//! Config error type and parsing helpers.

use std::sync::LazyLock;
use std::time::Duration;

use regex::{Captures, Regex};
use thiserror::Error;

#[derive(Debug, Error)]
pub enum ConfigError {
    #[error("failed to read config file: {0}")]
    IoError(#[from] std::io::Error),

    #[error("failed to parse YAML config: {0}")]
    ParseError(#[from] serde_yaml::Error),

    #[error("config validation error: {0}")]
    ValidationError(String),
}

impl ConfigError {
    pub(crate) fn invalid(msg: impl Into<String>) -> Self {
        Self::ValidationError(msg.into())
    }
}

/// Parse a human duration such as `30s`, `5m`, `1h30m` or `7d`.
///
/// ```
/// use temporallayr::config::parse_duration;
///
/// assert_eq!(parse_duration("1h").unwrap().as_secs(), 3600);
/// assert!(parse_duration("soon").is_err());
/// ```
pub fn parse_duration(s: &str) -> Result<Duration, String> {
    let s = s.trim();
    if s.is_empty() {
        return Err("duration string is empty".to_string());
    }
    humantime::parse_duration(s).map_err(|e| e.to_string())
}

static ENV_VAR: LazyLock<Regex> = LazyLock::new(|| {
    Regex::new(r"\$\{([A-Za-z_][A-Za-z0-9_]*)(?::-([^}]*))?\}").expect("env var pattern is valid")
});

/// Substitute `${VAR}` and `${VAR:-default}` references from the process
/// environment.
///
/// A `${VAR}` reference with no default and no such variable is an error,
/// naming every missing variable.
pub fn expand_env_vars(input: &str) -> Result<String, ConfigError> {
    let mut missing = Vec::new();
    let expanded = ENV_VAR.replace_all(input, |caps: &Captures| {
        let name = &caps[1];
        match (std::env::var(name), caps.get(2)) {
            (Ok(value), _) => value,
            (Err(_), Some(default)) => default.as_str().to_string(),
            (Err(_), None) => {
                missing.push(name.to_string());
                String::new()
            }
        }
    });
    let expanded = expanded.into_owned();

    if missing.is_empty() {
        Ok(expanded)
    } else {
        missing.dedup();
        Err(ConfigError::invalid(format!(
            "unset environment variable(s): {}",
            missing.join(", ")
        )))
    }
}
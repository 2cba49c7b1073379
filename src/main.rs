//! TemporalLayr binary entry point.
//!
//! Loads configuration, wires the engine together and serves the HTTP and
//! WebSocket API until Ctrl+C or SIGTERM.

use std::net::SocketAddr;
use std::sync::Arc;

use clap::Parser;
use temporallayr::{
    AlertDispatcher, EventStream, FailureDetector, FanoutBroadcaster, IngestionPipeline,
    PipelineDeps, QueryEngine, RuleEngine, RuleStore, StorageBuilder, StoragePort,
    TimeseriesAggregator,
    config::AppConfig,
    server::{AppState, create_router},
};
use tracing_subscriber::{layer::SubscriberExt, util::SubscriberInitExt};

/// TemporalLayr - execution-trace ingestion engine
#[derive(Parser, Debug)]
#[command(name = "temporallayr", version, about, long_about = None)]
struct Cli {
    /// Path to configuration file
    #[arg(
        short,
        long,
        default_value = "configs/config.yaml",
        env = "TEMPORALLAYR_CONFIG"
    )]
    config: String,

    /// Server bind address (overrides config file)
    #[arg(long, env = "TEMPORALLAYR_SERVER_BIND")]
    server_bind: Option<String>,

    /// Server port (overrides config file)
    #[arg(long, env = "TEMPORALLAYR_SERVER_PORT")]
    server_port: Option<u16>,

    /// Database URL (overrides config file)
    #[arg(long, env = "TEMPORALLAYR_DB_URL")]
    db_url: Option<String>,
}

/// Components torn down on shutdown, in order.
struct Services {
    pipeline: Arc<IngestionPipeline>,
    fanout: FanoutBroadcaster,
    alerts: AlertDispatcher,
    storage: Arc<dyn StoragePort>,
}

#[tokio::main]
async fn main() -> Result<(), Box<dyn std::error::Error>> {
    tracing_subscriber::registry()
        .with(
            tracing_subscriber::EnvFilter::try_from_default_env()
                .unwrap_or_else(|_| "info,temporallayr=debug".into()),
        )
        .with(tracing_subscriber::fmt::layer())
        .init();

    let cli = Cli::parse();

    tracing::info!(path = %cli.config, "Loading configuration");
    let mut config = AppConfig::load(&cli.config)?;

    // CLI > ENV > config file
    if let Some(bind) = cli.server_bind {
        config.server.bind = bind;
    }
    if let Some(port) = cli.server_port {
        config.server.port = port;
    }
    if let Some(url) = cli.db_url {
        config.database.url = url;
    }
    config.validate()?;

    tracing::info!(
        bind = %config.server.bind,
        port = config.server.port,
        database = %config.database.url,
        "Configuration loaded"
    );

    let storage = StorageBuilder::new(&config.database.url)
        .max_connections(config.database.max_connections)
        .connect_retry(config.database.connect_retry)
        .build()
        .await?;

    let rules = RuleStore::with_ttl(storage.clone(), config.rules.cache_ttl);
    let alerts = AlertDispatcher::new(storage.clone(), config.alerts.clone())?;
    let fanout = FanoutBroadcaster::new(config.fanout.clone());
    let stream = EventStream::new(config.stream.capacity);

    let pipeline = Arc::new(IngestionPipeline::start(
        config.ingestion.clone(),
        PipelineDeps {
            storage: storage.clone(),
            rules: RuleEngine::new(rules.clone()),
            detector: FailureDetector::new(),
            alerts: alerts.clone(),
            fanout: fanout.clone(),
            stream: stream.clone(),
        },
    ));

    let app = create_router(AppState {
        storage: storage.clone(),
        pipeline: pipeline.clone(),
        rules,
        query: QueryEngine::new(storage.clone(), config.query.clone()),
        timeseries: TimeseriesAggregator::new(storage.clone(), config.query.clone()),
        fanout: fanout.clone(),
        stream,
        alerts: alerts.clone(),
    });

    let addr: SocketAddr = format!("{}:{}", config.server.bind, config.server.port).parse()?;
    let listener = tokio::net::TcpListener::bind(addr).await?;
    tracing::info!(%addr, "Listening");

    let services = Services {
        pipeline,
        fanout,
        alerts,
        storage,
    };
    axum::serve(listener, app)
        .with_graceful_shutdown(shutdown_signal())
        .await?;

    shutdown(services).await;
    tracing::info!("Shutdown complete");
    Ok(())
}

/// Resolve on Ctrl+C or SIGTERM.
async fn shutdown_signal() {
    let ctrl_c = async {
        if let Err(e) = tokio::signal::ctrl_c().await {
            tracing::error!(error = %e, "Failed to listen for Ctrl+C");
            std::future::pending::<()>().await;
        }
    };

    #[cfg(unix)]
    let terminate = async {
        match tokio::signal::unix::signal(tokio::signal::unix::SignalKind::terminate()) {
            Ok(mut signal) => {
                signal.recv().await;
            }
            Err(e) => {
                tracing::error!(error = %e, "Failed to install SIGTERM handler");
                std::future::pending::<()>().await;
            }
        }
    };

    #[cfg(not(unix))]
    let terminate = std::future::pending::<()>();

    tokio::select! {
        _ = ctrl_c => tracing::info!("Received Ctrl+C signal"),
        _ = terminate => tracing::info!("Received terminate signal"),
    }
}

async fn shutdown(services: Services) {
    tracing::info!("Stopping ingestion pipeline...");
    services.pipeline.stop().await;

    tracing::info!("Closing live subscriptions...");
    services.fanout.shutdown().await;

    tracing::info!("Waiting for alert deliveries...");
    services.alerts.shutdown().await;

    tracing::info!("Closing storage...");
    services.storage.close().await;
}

EXERCISE INSTRUCTIONS
Reproduce the whole of the records exactly, so that no line differs from the source above.

WRITTEN RESPONSE
//! Config error type and parsing helpers.

use std::sync::LazyLock;
use std::time::Duration;

use regex::{Captures, Regex};
use thiserror::Error;

#[derive(Debug, Error)]
pub enum ConfigError {
    #[error("failed to read config file: {0}")]
    IoError(#[from] std::io::Error),

    #[error("failed to parse YAML config: {0}")]
    ParseError(#[from] serde_yaml::Error),

    #[error("config validation error: {0}")]
    ValidationError(String),
}

impl ConfigError {
    pub(crate) fn invalid(msg: impl Into<String>) -> Self {
        Self::ValidationError(msg.into())
    }
}

/// Parse a human duration such as `30s`, `5m`, `1h30m` or `7d`.
///
/// ```
/// use temporallayr::config::parse_duration;
///
/// assert_eq!(parse_duration("1h").unwrap().as_secs(), 3600);
/// assert!(parse_duration("soon").is_err());
/// ```
pub fn parse_duration(s: &str) -> Result<Duration, String> {
    let s = s.trim();
    if s.is_empty() {
        return Err("duration string is empty".to_string());
    }
    humantime::parse_duration(s).map_err(|e| e.to_string())
}

static ENV_VAR: LazyLock<Regex> = LazyLock::new(|| {
    Regex::new(r"\$\{([A-Za-z_][A-Za-z0-9_]*)(?::-([^}]*))?\}").expect("env var pattern is valid")
});

/// Substitute `${VAR}` and `${VAR:-default}` references from the process
/// environment.
///
/// A `${VAR}` reference with no default and no such variable is an error,
/// naming every missing variable.
pub fn expand_env_vars(input: &str) -> Result<String, ConfigError> {
    let mut missing = Vec::new();
    let expanded = ENV_VAR.replace_all(input, |caps: &Captures| {
        let name = &caps[1];
        match (std::env::var(name), caps.get(2)) {
            (Ok(value), _) => value,
            (Err(_), Some(default)) => default.as_str().to_string(),
            (Err(_), None) => {
                missing.push(name.to_string());
                String::new()
            }
        }
    });
    let expanded = expanded.into_owned();

    if missing.is_empty() {
        Ok(expanded)
    } else {
        missing.dedup();
        Err(ConfigError::invalid(format!(
            "unset environment variable(s): {}",
            missing.join(", ")
        )))
    }
}
repository 2cba49c7b1073379
filename src/main.rs
//! TemporalLayr binary entry point.
//!
//! Loads configuration, wires the engine together and serves the HTTP and
//! WebSocket API until Ctrl+C or SIGTERM.

use std::net::SocketAddr;
use std::sync::Arc;

use clap::Parser;
use temporallayr::{
    AlertDispatcher, EventStream, FailureDetector, FanoutBroadcaster, IngestionPipeline,
    PipelineDeps, QueryEngine, RuleEngine, RuleStore, StorageBuilder, StoragePort,
    TimeseriesAggregator,
    config::AppConfig,
    server::{AppState, create_router},
};
use tracing_subscriber::{layer::SubscriberExt, util::SubscriberInitExt};

/// TemporalLayr - execution-trace ingestion engine
#[derive(Parser, Debug)]
#[command(name = "temporallayr", version, about, long_about = None)]
struct Cli {
    /// Path to configuration file
    #[arg(
        short,
        long,
        default_value = "configs/config.yaml",
        env = "TEMPORALLAYR_CONFIG"
    )]
    config: String,

    /// Server bind address (overrides config file)
    #[arg(long, env = "TEMPORALLAYR_SERVER_BIND")]
    server_bind: Option<String>,

    /// Server port (overrides config file)
    #[arg(long, env = "TEMPORALLAYR_SERVER_PORT")]
    server_port: Option<u16>,

    /// Database URL (overrides config file)
    #[arg(long, env = "TEMPORALLAYR_DB_URL")]
    db_url: Option<String>,
}

/// Components torn down on shutdown, in order.
struct Services {
    pipeline: Arc<IngestionPipeline>,
    fanout: FanoutBroadcaster,
    alerts: AlertDispatcher,
    storage: Arc<dyn StoragePort>,
}

#[tokio::main]
async fn main() -> Result<(), Box<dyn std::error::Error>> {
    tracing_subscriber::registry()
        .with(
            tracing_subscriber::EnvFilter::try_from_default_env()
                .unwrap_or_else(|_| "info,temporallayr=debug".into()),
        )
        .with(tracing_subscriber::fmt::layer())
        .init();

    let cli = Cli::parse();

    tracing::info!(path = %cli.config, "Loading configuration");
    let mut config = AppConfig::load(&cli.config)?;

    // CLI > ENV > config file
    if let Some(bind) = cli.server_bind {
        config.server.bind = bind;
    }
    if let Some(port) = cli.server_port {
        config.server.port = port;
    }
    if let Some(url) = cli.db_url {
        config.database.url = url;
    }
    config.validate()?;

    tracing::info!(
        bind = %config.server.bind,
        port = config.server.port,
        database = %config.database.url,
        "Configuration loaded"
    );

    let storage = StorageBuilder::new(&config.database.url)
        .max_connections(config.database.max_connections)
        .connect_retry(config.database.connect_retry)
        .build()
        .await?;

    let rules = RuleStore::with_ttl(storage.clone(), config.rules.cache_ttl);
    let alerts = AlertDispatcher::new(storage.clone(), config.alerts.clone())?;
    let fanout = FanoutBroadcaster::new(config.fanout.clone());
    let stream = EventStream::new(config.stream.capacity);

    let pipeline = Arc::new(IngestionPipeline::start(
        config.ingestion.clone(),
        PipelineDeps {
            storage: storage.clone(),
            rules: RuleEngine::new(rules.clone()),
            detector: FailureDetector::new(),
            alerts: alerts.clone(),
            fanout: fanout.clone(),
            stream: stream.clone(),
        },
    ));

    let app = create_router(AppState {
        storage: storage.clone(),
        pipeline: pipeline.clone(),
        rules,
        query: QueryEngine::new(storage.clone(), config.query.clone()),
        timeseries: TimeseriesAggregator::new(storage.clone(), config.query.clone()),
        fanout: fanout.clone(),
        stream,
        alerts: alerts.clone(),
    });

    let addr: SocketAddr = format!("{}:{}", config.server.bind, config.server.port).parse()?;
    let listener = tokio::net::TcpListener::bind(addr).await?;
    tracing::info!(%addr, "Listening");

    let services = Services {
        pipeline,
        fanout,
        alerts,
        storage,
    };
    axum::serve(listener, app)
        .with_graceful_shutdown(shutdown_signal())
        .await?;

    shutdown(services).await;
    tracing::info!("Shutdown complete");
    Ok(())
}

/// Resolve on Ctrl+C or SIGTERM.
async fn shutdown_signal() {
    let ctrl_c = async {
        if let Err(e) = tokio::signal::ctrl_c().await {
            tracing::error!(error = %e, "Failed to listen for Ctrl+C");
            std::future::pending::<()>().await;
        }
    };

    #[cfg(unix)]
    let terminate = async {
        match tokio::signal::unix::signal(tokio::signal::unix::SignalKind::terminate()) {
            Ok(mut signal) => {
                signal.recv().await;
            }
            Err(e) => {
                tracing::error!(error = %e, "Failed to install SIGTERM handler");
                std::future::pending::<()>().await;
            }
        }
    };

    #[cfg(not(unix))]
    let terminate = std::future::pending::<()>();

    tokio::select! {
        _ = ctrl_c => tracing::info!("Received Ctrl+C signal"),
        _ = terminate => tracing::info!("Received terminate signal"),
    }
}

async fn shutdown(services: Services) {
    tracing::info!("Stopping ingestion pipeline...");
    services.pipeline.stop().await;

    tracing::info!("Closing live subscriptions...");
    services.fanout.shutdown().await;

    tracing::info!("Waiting for alert deliveries...");
    services.alerts.shutdown().await;

    tracing::info!("Closing storage...");
    services.storage.close().await;
}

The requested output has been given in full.